On Wednesday, the Louisiana House Health and Welfare Committee approved two separate bills that advance medical marijuana access. The first bill permits medical cannabis deliveries to patients’ homes. The second bill qualifies medical cannabis for any debilitating medical condition, so long as a doctor makes a written suggestion for it.
Both bills were sponsored by Rep. Larry Bagely (R), who initially opposed marijuana legalization in any form.
“I’ll say this. I have never been a proponent of medical marijuana. I voted against every piece of legislation that came down because I just didn’t believe in it and I thought there was an ulterior motive,” Bagley said to Marijuana Moment. “But now, constituents in my area, they come to me and they ask me for help because they’re having pain, they can’t find things to cure the pain. They’re using opioids, some of them, they’ve just got problems that the doctors can’t seem to help.”
“Now their personal physician can write them a script for [cannabis], and they can get it,” he continued. “Who knows you better than your personal physician? I thought it made perfect sense.”

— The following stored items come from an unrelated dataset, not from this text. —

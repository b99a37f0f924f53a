// Copyright (c) 2025 Steve Wagner (ciroque@live.com)
// SPDX-License-Identifier: MIT

use std::collections::HashMap;

use crate::data::Record;
use crate::errors::ConstructionError;
use crate::observability::messages::graph::ModuleFused;
use crate::observability::messages::StructuredLog;
use crate::traits::{NodeError, Processor};

use super::dag::Graph;
use super::node::{DevicePreference, NodeKind};
use super::validate::topological_sort;
use super::NodeId;

/// Fuses a sub-DAG of processors into a single virtual processor worker
/// (§4.2), trading one queue per inner node for one in-process call chain.
///
/// Construction rewrites the outer graph: the module inherits the entry
/// node's parents and the exit node's children, and every inner node is
/// marked owned so outer code can no longer wire through it (I4).
pub struct TaskModule {
    id: NodeId,
    /// Inner processors in their once-computed topological order. The first
    /// entry is the module's entry node, the last is its exit node.
    inner_order: Vec<NodeId>,
    inner_processors: HashMap<NodeId, Box<dyn Processor>>,
    /// Each non-entry inner node's parent wiring, captured at build time
    /// since inner nodes are marked owned afterward and never rewired —
    /// `process` needs no outer graph reference at call time.
    inner_parents: HashMap<NodeId, Vec<NodeId>>,
}

impl TaskModule {
    /// Builds a module over the sub-graph reachable from `entry` down to
    /// `exit`, taking ownership of `processors` (inner node id -> its
    /// `Processor` implementation, matching `inner_order`'s ids).
    ///
    /// `replica_count` governs the module as a whole; raising it above 1 is
    /// rejected if any inner node carries internal state (I: single-replica
    /// violation propagates into modules the same way it does for a bare
    /// node).
    pub fn build(
        graph: &mut Graph,
        name: Option<String>,
        entry: NodeId,
        exit: NodeId,
        mut processors: HashMap<NodeId, Box<dyn Processor>>,
        replica_count: u32,
    ) -> Result<(Self, NodeId), ConstructionError> {
        // 1. Topologically sort the inner sub-graph rooted at entry, the
        // same algorithm used for the outer graph (§4.2 step 3).
        let inner_order = topological_sort(graph, entry, &[exit])?.0;

        if inner_order.is_empty() {
            return Err(ConstructionError::EmptyModule);
        }
        if !inner_order.contains(&exit) {
            return Err(ConstructionError::ExitNotDescendant(exit, entry));
        }

        for &n in &inner_order {
            let spec = graph.node(n);
            if !spec.kind.is_processor() {
                return Err(ConstructionError::ParentOutsideModule(n));
            }
            if spec.is_module() {
                return Err(ConstructionError::NestedModule(n, entry));
            }
            // The entry node's own parents are the module's external wiring
            // (step 2.1 below adopts them) and are expected to live outside
            // `inner_order`; only non-entry inner nodes must draw every
            // parent from within the module.
            if n != entry {
                if let Some(parents) = spec.parents() {
                    for &p in parents {
                        if !inner_order.contains(&p) {
                            return Err(ConstructionError::ParentOutsideModule(n));
                        }
                    }
                }
            }
            if spec.kind.device_preference().map(|d| d.wants_gpu()).unwrap_or(false) {
                return Err(ConstructionError::GpuInsideModule(n, entry));
            }
            let is_single_replica = matches!(
                spec.kind,
                NodeKind::Processor {
                    single_replica: true,
                    ..
                }
            );
            if is_single_replica && replica_count > 1 {
                return Err(ConstructionError::SingleReplicaViolation(n, replica_count));
            }
        }

        // 2. Splice the module into the outer graph in place of entry/exit.
        let module_kind = if replica_count > 1 {
            NodeKind::processor(replica_count, DevicePreference::Cpu)
        } else {
            NodeKind::processor(1, DevicePreference::Cpu)
        };
        let module_id = graph.add_node(name, module_kind);
        graph.mark_module(module_id);

        // 2.1 Adopt entry's parents.
        if let Some(entry_parents) = graph.take_parents(entry) {
            for &parent in &entry_parents {
                graph.remove_child(parent, entry);
                graph.add_child(parent, module_id);
            }
            graph.set_parents(module_id, entry_parents);
        } else {
            graph.set_parents(module_id, Vec::new());
        }

        // 2.2 Adopt exit's children, rewriting their recorded parent.
        let exit_children: Vec<NodeId> = graph.node(exit).children().iter().copied().collect();
        for &child in &exit_children {
            graph.add_child(module_id, child);
            graph.replace_parent(child, exit, module_id);
        }
        graph.clear_children(exit);

        // 3. Mark every inner node as owned so outer code can't link through it.
        graph.mark_owned(&inner_order);

        ModuleFused {
            module: module_id,
            inner_count: inner_order.len(),
        }
        .log();

        let inner_parents: HashMap<NodeId, Vec<NodeId>> = inner_order[1..]
            .iter()
            .map(|&id| {
                let parents = graph
                    .node(id)
                    .parents()
                    .expect("inner node must be wired during module construction")
                    .to_vec();
                (id, parents)
            })
            .collect();

        let inner_processors = inner_order
            .iter()
            .map(|id| {
                let p = processors
                    .remove(id)
                    .unwrap_or_else(|| panic!("missing processor implementation for inner node {:?}", id));
                (*id, p)
            })
            .collect();

        Ok((
            TaskModule {
                id: module_id,
                inner_order,
                inner_processors,
                inner_parents,
            },
            module_id,
        ))
    }

    pub fn id(&self) -> NodeId {
        self.id
    }
}

impl Processor for TaskModule {
    /// Evaluates the fused sub-DAG: feeds `inputs` (the outer inputs, in the
    /// entry node's declared-parent order) to the entry processor, then walks
    /// the rest of the inner topological order, resolving each inner node's
    /// inputs from an in-memory intermediate-results table, and returns the
    /// exit node's output (§4.2).
    fn process(&self, inputs: Vec<Record>) -> Result<Record, NodeError> {
        let mut intermediate: HashMap<NodeId, Record> = HashMap::new();

        let entry = self.inner_order[0];
        let entry_processor = &self.inner_processors[&entry];
        let result = entry_processor.process(inputs)?;
        intermediate.insert(entry, result.clone());

        let mut last = result;
        for &node_id in &self.inner_order[1..] {
            let parents = &self.inner_parents[&node_id];
            let inputs: Vec<Record> = parents
                .iter()
                .map(|p| {
                    intermediate
                        .get(p)
                        .cloned()
                        .unwrap_or_else(|| panic!("inner node {:?} depends on {:?} which hasn't run yet", node_id, p))
                })
                .collect();
            let processor = &self.inner_processors[&node_id];
            let result = processor.process(inputs)?;
            intermediate.insert(node_id, result.clone());
            last = result;
        }

        Ok(last)
    }

    fn change_device(&self, device: DevicePreference) {
        for processor in self.inner_processors.values() {
            processor.change_device(device);
        }
    }

    fn open(&self) -> Result<(), NodeError> {
        for &id in &self.inner_order {
            self.inner_processors[&id].open()?;
        }
        Ok(())
    }

    fn close(&self) -> Result<(), NodeError> {
        for &id in &self.inner_order {
            self.inner_processors[&id].close()?;
        }
        Ok(())
    }
}

#[cfg(test)]
mod tests {
    use super::*;
    use crate::graph::DevicePreference as Dp;

    struct AddOne;
    impl Processor for AddOne {
        fn process(&self, inputs: Vec<Record>) -> Result<Record, NodeError> {
            let n = *inputs[0].downcast_ref::<i32>().unwrap();
            Ok(Record::new(n + 1))
        }
    }

    struct Double;
    impl Processor for Double {
        fn process(&self, inputs: Vec<Record>) -> Result<Record, NodeError> {
            let n = *inputs[0].downcast_ref::<i32>().unwrap();
            Ok(Record::new(n * 2))
        }
    }

    #[test]
    fn fuses_a_two_node_chain_and_evaluates_it() {
        let mut graph = Graph::new();
        let producer = graph.add_node(None, NodeKind::Producer);
        let add = graph.add_node(Some("add".into()), NodeKind::processor(1, Dp::Cpu));
        let double = graph.add_node(Some("double".into()), NodeKind::processor(1, Dp::Cpu));
        graph.wire(add, &[producer]).unwrap();
        graph.wire(double, &[add]).unwrap();

        let mut processors: HashMap<NodeId, Box<dyn Processor>> = HashMap::new();
        processors.insert(add, Box::new(AddOne));
        processors.insert(double, Box::new(Double));

        let (module, module_id) =
            TaskModule::build(&mut graph, Some("fused".into()), add, double, processors, 1).unwrap();

        assert_eq!(module.id(), module_id);
        assert!(graph.node(add).is_wired());
        assert!(graph.node(double).is_wired());

        let result = module.process(vec![Record::new(3i32)]).unwrap();
        assert_eq!(*result.downcast_ref::<i32>().unwrap(), 8); // (3 + 1) * 2
    }

    #[test]
    fn exit_not_descendant_of_entry_is_rejected() {
        let mut graph = Graph::new();
        let producer = graph.add_node(None, NodeKind::Producer);
        let a = graph.add_node(None, NodeKind::processor(1, Dp::Cpu));
        let b = graph.add_node(None, NodeKind::processor(1, Dp::Cpu));
        graph.wire(a, &[producer]).unwrap();
        graph.wire(b, &[producer]).unwrap();

        let mut processors: HashMap<NodeId, Box<dyn Processor>> = HashMap::new();
        processors.insert(a, Box::new(AddOne));
        processors.insert(b, Box::new(Double));

        let err = TaskModule::build(&mut graph, None, a, b, processors, 1).unwrap_err();
        assert!(matches!(err, ConstructionError::UnreachableConsumer(_)));
    }

    #[test]
    fn nesting_a_module_inside_another_module_is_rejected() {
        let mut graph = Graph::new();
        let producer = graph.add_node(None, NodeKind::Producer);
        let inner_a = graph.add_node(Some("inner_a".into()), NodeKind::processor(1, Dp::Cpu));
        graph.wire(inner_a, &[producer]).unwrap();

        let mut inner_processors: HashMap<NodeId, Box<dyn Processor>> = HashMap::new();
        inner_processors.insert(inner_a, Box::new(AddOne));
        let (_first_module, first_module_id) =
            TaskModule::build(&mut graph, Some("first".into()), inner_a, inner_a, inner_processors, 1).unwrap();

        // Attempting to wrap the already-built module as the sole inner node
        // of a second module must be rejected: a module may not contain
        // another module (§3).
        let mut processors: HashMap<NodeId, Box<dyn Processor>> = HashMap::new();
        processors.insert(first_module_id, Box::new(Double));

        let err = TaskModule::build(
            &mut graph,
            Some("second".into()),
            first_module_id,
            first_module_id,
            processors,
            1,
        )
        .unwrap_err();
        assert!(matches!(err, ConstructionError::NestedModule(id, _) if id == first_module_id));
    }
}
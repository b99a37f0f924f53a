// Copyright (c) 2025 Steve Wagner (ciroque@live.com)
// SPDX-License-Identifier: MIT

use crossbeam_channel::{Receiver, RecvError, Sender, TrySendError};
use tracing::{debug, warn};

use crate::data::{Entry, Metadata, RawInputMap, Record, Wire};
use crate::graph::NodeId;

use super::queue::TerminationFlag;

/// The interface a task loop drives once per iteration (§4.3 / §4.4):
/// publish this node's own output, forward an unmodified map through a
/// passthrough node, or fetch the next map off the single upstream queue.
/// Realtime and batch scheduling share this interface and differ only in
/// whether a full downstream queue blocks or drops (Q6); sentinels always
/// block in both, since they must never be lost.
pub trait Messenger: Send {
    /// Blocks on the single upstream queue, folds the result into the
    /// running raw-input map, and returns this node's declared parents'
    /// entries in parent order (§3). Must not be called on a producer,
    /// which has no upstream queue.
    fn receive(&mut self) -> Vec<Entry>;

    /// Records this node's own output into the running map and forwards it
    /// downstream.
    fn publish(&mut self, record: Record, metadata: Metadata);

    /// Forwards the running map unchanged — used by a consumer that still
    /// has descendants in the topological order (§4.4).
    fn passthrough(&mut self);

    fn publish_sentinel(&mut self);

    fn passthrough_sentinel(&mut self);

    /// Non-blocking poll of the shared termination flag (§4.4, §4.8).
    fn check_termination(&self) -> bool;

    /// The running raw-input map as of the last `receive`, exposed for the
    /// trailing metadata consumer (§4.7), which reads every node's
    /// [`Metadata`] instead of a payload.
    fn last_map(&self) -> &RawInputMap;
}

/// Bookkeeping shared by both scheduling variants: this node's identity, its
/// declared parents (for `receive`'s projection), the queue pair, and the
/// running raw-input map threaded along the chain.
struct Shared {
    node: NodeId,
    parents: Vec<NodeId>,
    input: Option<Receiver<RawInputMap>>,
    output: Option<Sender<RawInputMap>>,
    last_map: RawInputMap,
    termination: TerminationFlag,
}

impl Shared {
    fn new(
        node: NodeId,
        parents: Vec<NodeId>,
        input: Option<Receiver<RawInputMap>>,
        output: Option<Sender<RawInputMap>>,
        termination: TerminationFlag,
    ) -> Self {
        Shared {
            node,
            parents,
            input,
            output,
            last_map: RawInputMap::new(),
            termination,
        }
    }

    fn recv_blocking(&mut self) -> Vec<Entry> {
        let input = self
            .input
            .as_ref()
            .expect("receive() called on a node with no upstream queue");
        match input.recv() {
            Ok(map) => self.last_map = map,
            Err(RecvError) => {
                warn!(
                    node = %self.node,
                    "upstream queue disconnected without a sentinel, synthesizing one"
                );
                self.last_map.insert(self.node, Entry::sentinel());
            }
        }
        self.last_map.entries_for(&self.parents)
    }

    fn insert_own(&mut self, record: Record, metadata: Metadata) {
        self.last_map
            .insert(self.node, Entry::record(Wire::Record(record), metadata));
    }

    fn insert_own_sentinel(&mut self) {
        self.last_map.insert(self.node, Entry::sentinel());
    }
}

fn try_send(output: &Option<Sender<RawInputMap>>, node: NodeId, map: &RawInputMap) {
    if let Some(sender) = output {
        match sender.try_send(map.clone()) {
            Ok(()) => {}
            Err(TrySendError::Full(_)) => {
                debug!(node = %node, "downstream queue full, dropping record (realtime mode)");
            }
            Err(TrySendError::Disconnected(_)) => {
                debug!(node = %node, "downstream queue disconnected, dropping record");
            }
        }
    }
}

fn blocking_send(output: &Option<Sender<RawInputMap>>, node: NodeId, map: &RawInputMap) {
    if let Some(sender) = output {
        if sender.send(map.clone()).is_err() {
            debug!(node = %node, "downstream queue disconnected while sending");
        }
    }
}

/// Lossy scheduling: a full downstream queue is dropped rather than blocked
/// on, since staleness is worse than loss for a live stream. Sentinels are
/// the one exception — they always block.
pub struct RealtimeMessenger(Shared);

impl RealtimeMessenger {
    pub fn new(
        node: NodeId,
        parents: Vec<NodeId>,
        input: Option<Receiver<RawInputMap>>,
        output: Option<Sender<RawInputMap>>,
        termination: TerminationFlag,
    ) -> Self {
        RealtimeMessenger(Shared::new(node, parents, input, output, termination))
    }
}

impl Messenger for RealtimeMessenger {
    fn receive(&mut self) -> Vec<Entry> {
        self.0.recv_blocking()
    }

    fn publish(&mut self, record: Record, metadata: Metadata) {
        self.0.insert_own(record, metadata);
        try_send(&self.0.output, self.0.node, &self.0.last_map);
    }

    fn passthrough(&mut self) {
        try_send(&self.0.output, self.0.node, &self.0.last_map);
    }

    fn publish_sentinel(&mut self) {
        self.0.insert_own_sentinel();
        blocking_send(&self.0.output, self.0.node, &self.0.last_map);
    }

    fn passthrough_sentinel(&mut self) {
        blocking_send(&self.0.output, self.0.node, &self.0.last_map);
    }

    fn check_termination(&self) -> bool {
        self.0.termination.is_set()
    }

    fn last_map(&self) -> &RawInputMap {
        &self.0.last_map
    }
}

/// Lossless scheduling: publishing blocks until the downstream queue has
/// space, back-pressuring the whole pipeline onto its slowest node. Correct
/// for deterministic replay of recorded input, where loss is worse than
/// staleness.
pub struct BatchMessenger(Shared);

impl BatchMessenger {
    pub fn new(
        node: NodeId,
        parents: Vec<NodeId>,
        input: Option<Receiver<RawInputMap>>,
        output: Option<Sender<RawInputMap>>,
        termination: TerminationFlag,
    ) -> Self {
        BatchMessenger(Shared::new(node, parents, input, output, termination))
    }
}

impl Messenger for BatchMessenger {
    fn receive(&mut self) -> Vec<Entry> {
        self.0.recv_blocking()
    }

    fn publish(&mut self, record: Record, metadata: Metadata) {
        self.0.insert_own(record, metadata);
        blocking_send(&self.0.output, self.0.node, &self.0.last_map);
    }

    fn passthrough(&mut self) {
        blocking_send(&self.0.output, self.0.node, &self.0.last_map);
    }

    fn publish_sentinel(&mut self) {
        self.0.insert_own_sentinel();
        blocking_send(&self.0.output, self.0.node, &self.0.last_map);
    }

    fn passthrough_sentinel(&mut self) {
        blocking_send(&self.0.output, self.0.node, &self.0.last_map);
    }

    fn check_termination(&self) -> bool {
        self.0.termination.is_set()
    }

    fn last_map(&self) -> &RawInputMap {
        &self.0.last_map
    }
}

#[cfg(test)]
mod tests {
    use super::*;
    use crate::data::Metadata;

    fn node(n: usize) -> NodeId {
        // NodeId's inner field is `pub(crate)`, so tests inside the crate
        // can build one directly without going through `Graph::add_node`.
        NodeId(n)
    }

    #[test]
    fn realtime_drops_on_full_queue() {
        let (tx, rx) = super::super::queue::edge::<RawInputMap>(1);
        let producer = node(0);
        let consumer = node(1);
        let mut upstream =
            RealtimeMessenger::new(producer, vec![], None, Some(tx), TerminationFlag::new());

        upstream.publish(Record::new(1u32), Metadata::default());
        upstream.publish(Record::new(2u32), Metadata::default());

        let mut downstream = RealtimeMessenger::new(
            consumer,
            vec![producer],
            Some(rx),
            None,
            TerminationFlag::new(),
        );
        let entries = downstream.receive();
        let got = entries[0].wire.as_record().unwrap().downcast_ref::<u32>().copied();
        assert_eq!(got, Some(1));
    }

    #[test]
    fn batch_blocks_until_drained() {
        let (tx, rx) = super::super::queue::edge::<RawInputMap>(1);
        let producer = node(0);
        let consumer = node(1);
        let mut upstream =
            BatchMessenger::new(producer, vec![], None, Some(tx), TerminationFlag::new());
        let mut downstream = BatchMessenger::new(
            consumer,
            vec![producer],
            Some(rx),
            None,
            TerminationFlag::new(),
        );

        upstream.publish(Record::new(1u32), Metadata::default());
        let handle = std::thread::spawn(move || {
            upstream.publish(Record::new(2u32), Metadata::default());
            upstream
        });

        let first = downstream.receive();
        assert_eq!(
            first[0].wire.as_record().unwrap().downcast_ref::<u32>().copied(),
            Some(1)
        );
        handle.join().unwrap();

        let second = downstream.receive();
        assert_eq!(
            second[0].wire.as_record().unwrap().downcast_ref::<u32>().copied(),
            Some(2)
        );
    }
}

So, good on Rep. Bagely for doing what every politician should do: Fighting for what the people want and not what he personally wants. Studies show that cannabis can control chronic pain by reducing inflammation and altering pain perceptions to manageable levels. Furthermore, states that legalize medical or recreational cannabis see lower rates of opioid abuse, too. Currently, only 14 severe conditions qualify in Louisiana for medical cannabis, such as epileptic seizures and cancers. But if the expansion bill passes, doctors will have much more leeway when deciding which patients should be permitted to possess and use medical cannabis.
As for the delivery bill, if the new law passes, it would simply extend a program that’s already in place. To ensure patients could receive weed during the COVID-19 pandemic, the state’s Department of Pharmacy passed an emergency rule that allows marijuana dispensaries to deliver cannabis products to patients’ homes. The bill would make the current emergency program a permanent fixture under state law.
House representatives will soon debate on both bills before making their final votes. Bills approved by the House require the governor’s signature to become law.
Ironically, despite Louisiana finally recognizing cannabis as medicine, the state has more people in prison for life over nonviolent weed offenses than any other state in the US. Louisiana has a three-strikes policy, where a third felony conviction — such as for weed dealing or possession — can incur a life sentence without parole.
Although Louisiana’s medical marijuana program is nearly a year old, the new laws did not rectify past injustices for those incarcerated for harmless marijuana crimes. And, not surprisingly, over 90 percent of the state’s nonviolent prisoners are black Americans.